Sul piano fisico percepiamo i colori dell’arcobaleno attraverso i sensi; sul piano metafisico quei
colori sono dunque la somma delle famiglie spirituali che si manifestano congiunte nel nostro mondo,
come richiamo alla completezza dello stato primordiale.

Ogni famiglia spirituale con il colore del suo fondamento è l’espressione di una virtù.
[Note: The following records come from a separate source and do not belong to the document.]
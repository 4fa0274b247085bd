//! Dynamic compilation of plugin sources into command objects.
//!
//! The loader only sees [`CompilationService`]. The shipped implementation,
//! [`LuaCompiler`], evaluates each plugin in its own Lua state and wraps the
//! returned tables as [`Command`]s.
//!
//! Snippet plugins (`.lua`) return one command table or nil:
//!
//! ```lua
//! return {
//!     name = "ping",
//!     description = "Replies with pong",
//!     aliases = { "p" },
//!     execute = function(self, args) shell.print("pong") end,
//! }
//! ```
//!
//! Declaration plugins (`.luam`) return a module table. Every entry that is a
//! command table, or that has a `new` constructor returning one, becomes a
//! command; other entries are ignored.

use mlua::{Function, Lua, RegistryKey, Table, Value};
use std::cell::RefCell;
use std::path::{Path, PathBuf};
use std::rc::Rc;
use tracing::debug;

use super::api::{Command, CommandInfo};
use crate::error::{Error, Result};
use crate::shell::Shell;

/// Source extension for snippet plugins
pub const SCRIPT_EXTENSION: &str = "lua";
/// Source extension for declaration (module) plugins
pub const MODULE_EXTENSION: &str = "luam";

/// The two accepted plugin layouts
#[derive(Debug, Clone, Copy, PartialEq, Eq)]
pub enum PluginShape {
    /// Top-level statements whose final value is a single command
    Snippet,
    /// A module declaring any number of commands
    Declaration,
}

impl PluginShape {
    /// Shape implied by the file extension, `None` for non-plugin files
    #[must_use]
    pub fn from_path(path: &Path) -> Option<Self> {
        let ext = path.extension()?.to_str()?;
        if ext.eq_ignore_ascii_case(SCRIPT_EXTENSION) {
            Some(Self::Snippet)
        } else if ext.eq_ignore_ascii_case(MODULE_EXTENSION) {
            Some(Self::Declaration)
        } else {
            None
        }
    }
}

/// One plugin file handed to the compiler
#[derive(Debug, Clone, Copy)]
pub struct SourceUnit<'a> {
    pub path: &'a Path,
    pub source: &'a str,
    pub shape: PluginShape,
}

/// Compilation failures, split by when they happened
#[derive(Debug, Clone, PartialEq, Eq, thiserror::Error)]
pub enum CompileError {
    /// Syntax errors and contract violations
    #[error("{0}")]
    Compile(String),
    /// The plugin raised while being evaluated
    #[error("{0}")]
    Runtime(String),
}

/// Turns plugin source into command objects
pub trait CompilationService {
    /// Compile and evaluate `unit`
    ///
    /// # Errors
    /// Returns [`CompileError::Compile`] for diagnostics and
    /// [`CompileError::Runtime`] when evaluation throws
    fn compile(&self, unit: &SourceUnit<'_>) -> std::result::Result<Vec<Rc<dyn Command>>, CompileError>;
}

#[derive(Debug, Clone, Copy)]
enum OutputKind {
    Info,
    Error,
    Debug,
}

type OutputBuffer = Rc<RefCell<Vec<(OutputKind, String)>>>;

/// Lua-backed compilation service
#[derive(Debug, Default, Clone, Copy)]
pub struct LuaCompiler;

impl LuaCompiler {
    #[must_use]
    pub fn new() -> Self {
        Self
    }
}

impl CompilationService for LuaCompiler {
    fn compile(&self, unit: &SourceUnit<'_>) -> std::result::Result<Vec<Rc<dyn Command>>, CompileError> {
        let lua = Rc::new(Lua::new());
        let output = OutputBuffer::default();
        install_host_api(&lua, &output).map_err(|e| CompileError::Runtime(e.to_string()))?;

        let chunk_name = unit
            .path
            .file_name()
            .map_or_else(|| unit.path.display().to_string(), |n| n.to_string_lossy().into_owned());
        let chunk = lua
            .load(unit.source)
            .set_name(format!("@{chunk_name}"))
            .into_function()
            .map_err(|e| CompileError::Compile(e.to_string()))?;

        let value: Value = chunk
            .call(())
            .map_err(|e| CompileError::Runtime(e.to_string()))?;

        let tables = match unit.shape {
            PluginShape::Snippet => snippet_command(value)?,
            PluginShape::Declaration => declared_commands(value)?,
        };

        let mut commands: Vec<Rc<dyn Command>> = Vec::with_capacity(tables.len());
        for table in tables {
            let command = LuaCommand::new(&lua, &output, unit.path, table)
                .map_err(|e| CompileError::Compile(e.to_string()))?;
            commands.push(Rc::new(command));
        }
        Ok(commands)
    }
}

/// Expose the `shell` table plugins print through
fn install_host_api(lua: &Lua, output: &OutputBuffer) -> mlua::Result<()> {
    let api = lua.create_table()?;
    for (name, kind) in [
        ("print", OutputKind::Info),
        ("error", OutputKind::Error),
        ("debug", OutputKind::Debug),
    ] {
        let buffer = Rc::clone(output);
        let function = lua.create_function(move |_, message: String| {
            buffer.borrow_mut().push((kind, message));
            Ok(())
        })?;
        api.set(name, function)?;
    }
    api.set("version", env!("CARGO_PKG_VERSION"))?;
    lua.globals().set("shell", api)?;
    Ok(())
}

fn snippet_command(value: Value<'_>) -> std::result::Result<Vec<Table<'_>>, CompileError> {
    match value {
        Value::Nil => Ok(Vec::new()),
        Value::Table(table) if is_command_table(&table) => Ok(vec![table]),
        Value::Table(_) => Err(CompileError::Compile(
            "returned table does not implement the command contract (needs `name` and `execute`)"
                .to_string(),
        )),
        other => Err(CompileError::Compile(format!(
            "snippet must return a command table, got {}",
            other.type_name()
        ))),
    }
}

fn declared_commands(value: Value<'_>) -> std::result::Result<Vec<Table<'_>>, CompileError> {
    let Value::Table(module) = value else {
        return Err(CompileError::Compile(format!(
            "module must return a table of command declarations, got {}",
            value.type_name()
        )));
    };

    let mut entries = Vec::new();
    for pair in module.pairs::<Value, Value>() {
        let (key, value) = pair.map_err(|e| CompileError::Runtime(e.to_string()))?;
        if let Value::Table(declaration) = value {
            entries.push((key_label(&key), declaration));
        }
    }
    entries.sort_by(|a, b| a.0.cmp(&b.0));

    let mut commands = Vec::new();
    for (label, declaration) in entries {
        if is_command_table(&declaration) {
            commands.push(declaration);
            continue;
        }
        // Class-style declarations provide a constructor instead
        let Ok(Value::Function(constructor)) = declaration.get::<_, Value>("new") else {
            debug!("Skipping non-command declaration '{}'", label);
            continue;
        };
        let instance: Value = constructor
            .call(declaration.clone())
            .map_err(|e| CompileError::Runtime(format!("{label}.new: {e}")))?;
        match instance {
            Value::Table(instance) if is_command_table(&instance) => commands.push(instance),
            _ => debug!("Constructor of '{}' did not produce a command", label),
        }
    }
    Ok(commands)
}

fn is_command_table(table: &Table<'_>) -> bool {
    let has_name = matches!(
        table.get::<_, Option<String>>("name"),
        Ok(Some(name)) if !name.trim().is_empty()
    );
    has_name && matches!(table.get::<_, Value>("execute"), Ok(Value::Function(_)))
}

fn key_label(key: &Value<'_>) -> String {
    match key {
        Value::String(s) => s.to_string_lossy().into_owned(),
        Value::Integer(i) => format!("{i:08}"),
        other => other.type_name().to_string(),
    }
}

fn read_info(table: &Table<'_>) -> mlua::Result<CommandInfo> {
    Ok(CommandInfo {
        name: table.get::<_, String>("name")?.trim().to_string(),
        description: table
            .get::<_, Option<String>>("description")?
            .unwrap_or_default(),
        aliases: table
            .get::<_, Option<Vec<String>>>("aliases")?
            .unwrap_or_default(),
        author: table
            .get::<_, Option<String>>("author")?
            .unwrap_or_else(|| "Unknown".to_string()),
        version: table
            .get::<_, Option<String>>("version")?
            .unwrap_or_else(|| "1.0".to_string()),
        usage: table.get::<_, Option<String>>("usage")?,
    })
}

/// A command backed by a table living in a plugin's Lua state
struct LuaCommand {
    info: CommandInfo,
    origin: PathBuf,
    lua: Rc<Lua>,
    instance: RegistryKey,
    output: OutputBuffer,
}

impl LuaCommand {
    fn new(lua: &Rc<Lua>, output: &OutputBuffer, origin: &Path, table: Table<'_>) -> mlua::Result<Self> {
        let info = read_info(&table)?;
        let instance = lua.create_registry_value(table)?;
        Ok(Self {
            info,
            origin: origin.to_path_buf(),
            lua: Rc::clone(lua),
            instance,
            output: Rc::clone(output),
        })
    }

    fn fault(&self, err: &mlua::Error) -> Error {
        Error::Runtime {
            command: self.info.name.clone(),
            message: err.to_string(),
        }
    }

    fn flush_output(&self, shell: &mut Shell) {
        let pending: Vec<_> = self.output.borrow_mut().drain(..).collect();
        for (kind, message) in pending {
            match kind {
                OutputKind::Info => shell.console.line(&message),
                OutputKind::Error => shell.console.error(&message),
                OutputKind::Debug => shell.console.debug(&message),
            }
        }
    }
}

impl Command for LuaCommand {
    fn info(&self) -> &CommandInfo {
        &self.info
    }

    fn origin(&self) -> Option<&Path> {
        Some(&self.origin)
    }

    fn execute(&self, shell: &mut Shell, args: &[String]) -> Result<()> {
        let instance: Table = self
            .lua
            .registry_value(&self.instance)
            .map_err(|e| self.fault(&e))?;
        let execute: Function = instance.get("execute").map_err(|e| self.fault(&e))?;

        self.output.borrow_mut().clear();
        let result = execute.call::<_, Value>((instance, args.to_vec()));
        self.flush_output(shell);

        match result {
            Ok(Value::String(text)) => {
                shell.console.line(&text.to_string_lossy());
                Ok(())
            }
            Ok(_) => Ok(()),
            Err(e) => Err(self.fault(&e)),
        }
    }
}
Tutte le
famiglie spirituali, sette o cinque come si diceva secondo le diverse tradizioni, esprimono le sette
virtù: fede-rosso; prudenza-indaco; forza-arancione; temperanza-giallo; giustizia-blu; carità-verde
e speranza-violetto; o le cinque consapevolezze corrispondenti nel buddhismo ai cinque colori e agli
elementi: onnipresente-bianco-acqua; discriminante-rosso-fuoco; come lo specchio-blu-spazio;
dell’eguaglianza-giallo-terra e che tutto compie-verde-aria.

Virtù e saggezze fondamentali che l’uomo può volontariamente acquisire per reintegrarsi nella sua
vera natura essenziale o, secondo i creazionisti, per divenire «corona della creazione».
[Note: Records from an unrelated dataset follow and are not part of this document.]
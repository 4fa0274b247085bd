//! The coordinating service object every command runs against.
//!
//! [`Shell`] owns the registry, the plugin loader and its artifact cache, the
//! extension lifecycle manager, the scanner and the console. All of it is
//! mutated from the REPL thread only.

pub mod builtins;
pub mod console;

use anyhow::{Context, Result};
use fuzzy_matcher::skim::SkimMatcherV2;
use fuzzy_matcher::FuzzyMatcher;
use std::fs;
use std::rc::Rc;
use tracing::{debug, warn};

pub use console::Console;

use crate::config::Config;
use crate::error::Error;
use crate::plugins::api::Command;
use crate::plugins::compiler::{CompilationService, LuaCompiler};
use crate::plugins::lifecycle::ExtensionManager;
use crate::plugins::loader::{LoadReport, PluginLoader};
use crate::plugins::metadata::MetadataStore;
use crate::plugins::scanner::SecurityScanner;
use crate::registry::{AliasOverlay, CommandRegistry};

pub struct Shell {
    config: Config,
    registry: CommandRegistry,
    loader: PluginLoader,
    extensions: ExtensionManager,
    scanner: SecurityScanner,
    builtins: Vec<Rc<dyn Command>>,
    matcher: SkimMatcherV2,
    script_depth: usize,
    pub console: Console,
}

impl Shell {
    /// Shell backed by the Lua compiler, printing to stdout
    ///
    /// # Errors
    /// Returns an error if the data directories or the alias file cannot be
    /// read or created
    pub fn new(config: Config) -> Result<Self> {
        Self::with_compiler(config, Box::new(LuaCompiler::new()), Console::stdout())
    }

    /// Shell with an explicit compilation service and console.
    /// Plugins are not loaded until [`Shell::reload`] runs.
    ///
    /// # Errors
    /// Returns an error if the data directories or the alias file cannot be
    /// read or created
    pub fn with_compiler(
        config: Config,
        compiler: Box<dyn CompilationService>,
        console: Console,
    ) -> Result<Self> {
        let paths = &config.paths;
        fs::create_dir_all(&paths.extensions_dir).with_context(|| {
            format!(
                "Failed to create extension directory {}",
                paths.extensions_dir.display()
            )
        })?;

        let overlay = AliasOverlay::load(&paths.aliases_file).with_context(|| {
            format!("Failed to load aliases from {}", paths.aliases_file.display())
        })?;

        let loader = PluginLoader::new(
            &paths.extensions_dir,
            compiler,
            MetadataStore::new(&paths.metadata_file),
        );
        let extensions = ExtensionManager::new(&paths.extensions_dir);
        let scanner = SecurityScanner::new(config.scanner.clone());

        Ok(Self {
            registry: CommandRegistry::with_overlay(overlay),
            loader,
            extensions,
            scanner,
            builtins: builtins::all(),
            matcher: SkimMatcherV2::default(),
            script_depth: 0,
            console,
            config,
        })
    }

    /// Rebuild the registry from the built-ins and every active plugin.
    /// Per-file failures are printed and returned in the report.
    pub fn reload(&mut self) -> LoadReport {
        let report = self.loader.load_all(&mut self.registry, &self.builtins);
        for failure in &report.failures {
            self.console.warn(&format!(
                "Skipped {}: {}",
                failure.path.display(),
                failure.error
            ));
        }
        report
    }

    /// Reload from scratch, recompiling every plugin
    pub fn reload_clean(&mut self) -> LoadReport {
        self.loader.cache_mut().clear();
        self.reload()
    }

    /// Parse and execute one input line
    ///
    /// # Errors
    /// Returns [`Error::UnknownCommand`] if the first word does not resolve,
    /// otherwise whatever the command returns. A runtime fault raised by a
    /// plugin command also drops every cached artifact.
    pub fn dispatch(&mut self, line: &str) -> crate::Result<()> {
        let mut words = split_args(line).into_iter();
        let Some(name) = words.next() else {
            return Ok(());
        };
        let args: Vec<String> = words.collect();

        let Some(command) = self.registry.resolve(&name) else {
            return Err(Error::UnknownCommand {
                suggestion: self.closest_command(&name),
                name,
            });
        };

        let result = command.execute(self, &args);
        if let Err(e) = &result {
            if let Some(origin) = command.origin().filter(|_| e.is_runtime_fault()) {
                warn!(
                    "Plugin {} failed at runtime, clearing compiled artifact cache",
                    origin.display()
                );
                self.loader.cache_mut().clear();
            }
        }
        result
    }

    /// Dispatch `line` and print any error instead of returning it
    pub fn run_line(&mut self, line: &str) {
        if let Err(e) = self.dispatch(line) {
            self.console.error(&e.to_string());
        }
    }

    fn closest_command(&self, name: &str) -> Option<String> {
        if !self.config.shell.suggest_similar {
            return None;
        }
        let pattern = name.to_lowercase();
        let best = self
            .registry
            .keys()
            .filter_map(|key| {
                self.matcher
                    .fuzzy_match(key, &pattern)
                    .map(|score| (score, key))
            })
            .max_by(|a, b| a.0.cmp(&b.0).then_with(|| b.1.cmp(a.1)))
            .map(|(_, key)| key.to_string());
        debug!("Closest command to '{}': {:?}", name, best);
        best
    }

    #[must_use]
    pub fn config(&self) -> &Config {
        &self.config
    }

    #[must_use]
    pub fn registry(&self) -> &CommandRegistry {
        &self.registry
    }

    pub fn registry_mut(&mut self) -> &mut CommandRegistry {
        &mut self.registry
    }

    #[must_use]
    pub fn loader(&self) -> &PluginLoader {
        &self.loader
    }

    pub fn loader_mut(&mut self) -> &mut PluginLoader {
        &mut self.loader
    }

    #[must_use]
    pub fn extensions(&self) -> &ExtensionManager {
        &self.extensions
    }

    #[must_use]
    pub fn scanner(&self) -> &SecurityScanner {
        &self.scanner
    }
}

/// Split on whitespace, keeping quoted runs together without their quotes
fn split_args(line: &str) -> Vec<String> {
    let mut args = Vec::new();
    let mut current = String::new();
    let mut quote: Option<char> = None;
    let mut pending = false;

    for c in line.chars() {
        match quote {
            Some(q) if c == q => quote = None,
            Some(_) => current.push(c),
            None if c == '"' || c == '\'' => {
                quote = Some(c);
                pending = true;
            }
            None if c.is_whitespace() => {
                if pending {
                    args.push(std::mem::take(&mut current));
                    pending = false;
                }
            }
            None => {
                current.push(c);
                pending = true;
            }
        }
    }
    if pending {
        args.push(current);
    }
    args
}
L’arcobaleno è, secondo l’esempio dato da queste prospettive di lettura, il simbolo della totalità
dell’essere virtuoso, impregnato delle virtù conformi alle leggi cosmiche, ed è anche la via che
totalizza le sette o cinque vie minori legate ad ogni singolo colore.
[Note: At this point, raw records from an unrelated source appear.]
//! User-defined alias overlay.
//!
//! Maps an alias to a canonical command name. It is consulted before the
//! registry itself, so an overlay alias wins over a registry key with the same
//! spelling. Every mutation is written to disk before returning.

use std::collections::BTreeMap;
use std::fs;
use std::path::{Path, PathBuf};

use tracing::debug;

use crate::error::Result;

#[derive(Debug, Clone, Default)]
pub struct AliasOverlay {
    path: Option<PathBuf>,
    aliases: BTreeMap<String, String>,
}

impl AliasOverlay {
    /// Overlay that is never persisted
    #[must_use]
    pub fn in_memory() -> Self {
        Self::default()
    }

    /// Load the overlay stored at `path`; a missing file is an empty overlay
    ///
    /// # Errors
    /// Returns an error if the file exists but cannot be read or parsed
    pub fn load(path: impl Into<PathBuf>) -> Result<Self> {
        let path = path.into();
        let aliases = if path.exists() {
            let json = fs::read_to_string(&path)?;
            serde_json::from_str::<BTreeMap<String, String>>(&json)?
                .into_iter()
                .map(|(alias, target)| (alias.to_lowercase(), target.to_lowercase()))
                .collect()
        } else {
            BTreeMap::new()
        };
        debug!("Loaded {} user aliases from {}", aliases.len(), path.display());
        Ok(Self {
            path: Some(path),
            aliases,
        })
    }

    /// Point `alias` at `canonical`, replacing any earlier mapping
    ///
    /// # Errors
    /// Returns an error if the overlay cannot be saved; the overlay is then
    /// left unchanged
    pub fn add(&mut self, canonical: &str, alias: &str) -> Result<()> {
        let mut next = self.aliases.clone();
        next.insert(alias.trim().to_lowercase(), canonical.trim().to_lowercase());
        self.commit(next)
    }

    /// Remove `alias`; returns whether it existed
    ///
    /// # Errors
    /// Returns an error if the overlay cannot be saved; the overlay is then
    /// left unchanged
    pub fn remove(&mut self, alias: &str) -> Result<bool> {
        let mut next = self.aliases.clone();
        if next.remove(&alias.trim().to_lowercase()).is_none() {
            return Ok(false);
        }
        self.commit(next)?;
        Ok(true)
    }

    /// Canonical name `alias` redirects to
    #[must_use]
    pub fn resolve(&self, alias: &str) -> Option<&str> {
        self.aliases
            .get(&alias.trim().to_lowercase())
            .map(String::as_str)
    }

    #[must_use]
    pub fn list_all(&self) -> &BTreeMap<String, String> {
        &self.aliases
    }

    #[must_use]
    pub fn path(&self) -> Option<&Path> {
        self.path.as_deref()
    }

    /// Persist `aliases`, then adopt them
    fn commit(&mut self, aliases: BTreeMap<String, String>) -> Result<()> {
        if let Some(path) = &self.path {
            if let Some(parent) = path.parent() {
                fs::create_dir_all(parent)?;
            }
            fs::write(path, serde_json::to_string_pretty(&aliases)?)?;
        }
        self.aliases = aliases;
        Ok(())
    }
}

#[cfg(test)]
mod tests {
    use super::*;
    use tempfile::tempdir;

    #[test]
    fn test_add_resolve_case_folded() {
        let mut overlay = AliasOverlay::in_memory();
        overlay.add("Help", "H").unwrap();
        assert_eq!(overlay.resolve("h"), Some("help"));
        assert_eq!(overlay.resolve("H"), Some("help"));
    }

    #[test]
    fn test_add_overwrites() {
        let mut overlay = AliasOverlay::in_memory();
        overlay.add("help", "x").unwrap();
        overlay.add("list", "x").unwrap();
        assert_eq!(overlay.resolve("x"), Some("list"));
        assert_eq!(overlay.list_all().len(), 1);
    }

    #[test]
    fn test_remove_reports_presence() {
        let mut overlay = AliasOverlay::in_memory();
        overlay.add("help", "x").unwrap();
        assert!(overlay.remove("X").unwrap());
        assert!(!overlay.remove("x").unwrap());
        assert_eq!(overlay.resolve("x"), None);
    }

    #[test]
    fn test_persists_across_loads() {
        let dir = tempdir().unwrap();
        let path = dir.path().join("aliases.json");

        let mut overlay = AliasOverlay::load(&path).unwrap();
        overlay.add("list", "l").unwrap();
        overlay.add("help", "h").unwrap();
        overlay.remove("h").unwrap();

        let reloaded = AliasOverlay::load(&path).unwrap();
        assert_eq!(reloaded.resolve("l"), Some("list"));
        assert_eq!(reloaded.resolve("h"), None);
        assert_eq!(reloaded.path(), Some(path.as_path()));
    }

    #[test]
    fn test_failed_save_leaves_overlay_unchanged() {
        let dir = tempdir().unwrap();
        let path = dir.path().join("aliases.json");

        let mut overlay = AliasOverlay::load(&path).unwrap();
        overlay.add("list", "l").unwrap();

        // A directory in place of the file makes every write fail
        fs::remove_file(&path).unwrap();
        fs::create_dir(&path).unwrap();

        assert!(overlay.add("help", "h").is_err());
        assert_eq!(overlay.resolve("h"), None);

        assert!(overlay.remove("l").is_err());
        assert_eq!(overlay.resolve("l"), Some("list"));
    }
}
L’arcobaleno dal punto di vista dell’uomo è la via di luce dell’ascesa spirituale. Come teofania
luminosa è la manifestazione del divino che si rende percepibile a tutti gli esseri, perché esprime
tutti i cromatismi di cui gli esseri non sono che un ‘precipitato’.

L’origine degli elementi, collegata al simbolo dell’arcobaleno, va cercata dunque nell’illuminazione
spirituale. I cinque elementi (spazio, aria, acqua, fuoco e terra) nella loro condizione pura e
impura non sono altro che l’ornamento dello stato dell’illuminazione. Riconosciamo invece l’aspetto
impuro degli elementi quando, percepiti dalla mente prigioniera del dualismo, li ritroviamo potenti
e devastanti nelle apparenze materiali che si dissolvono ad ogni morte turbinando in altre modalità.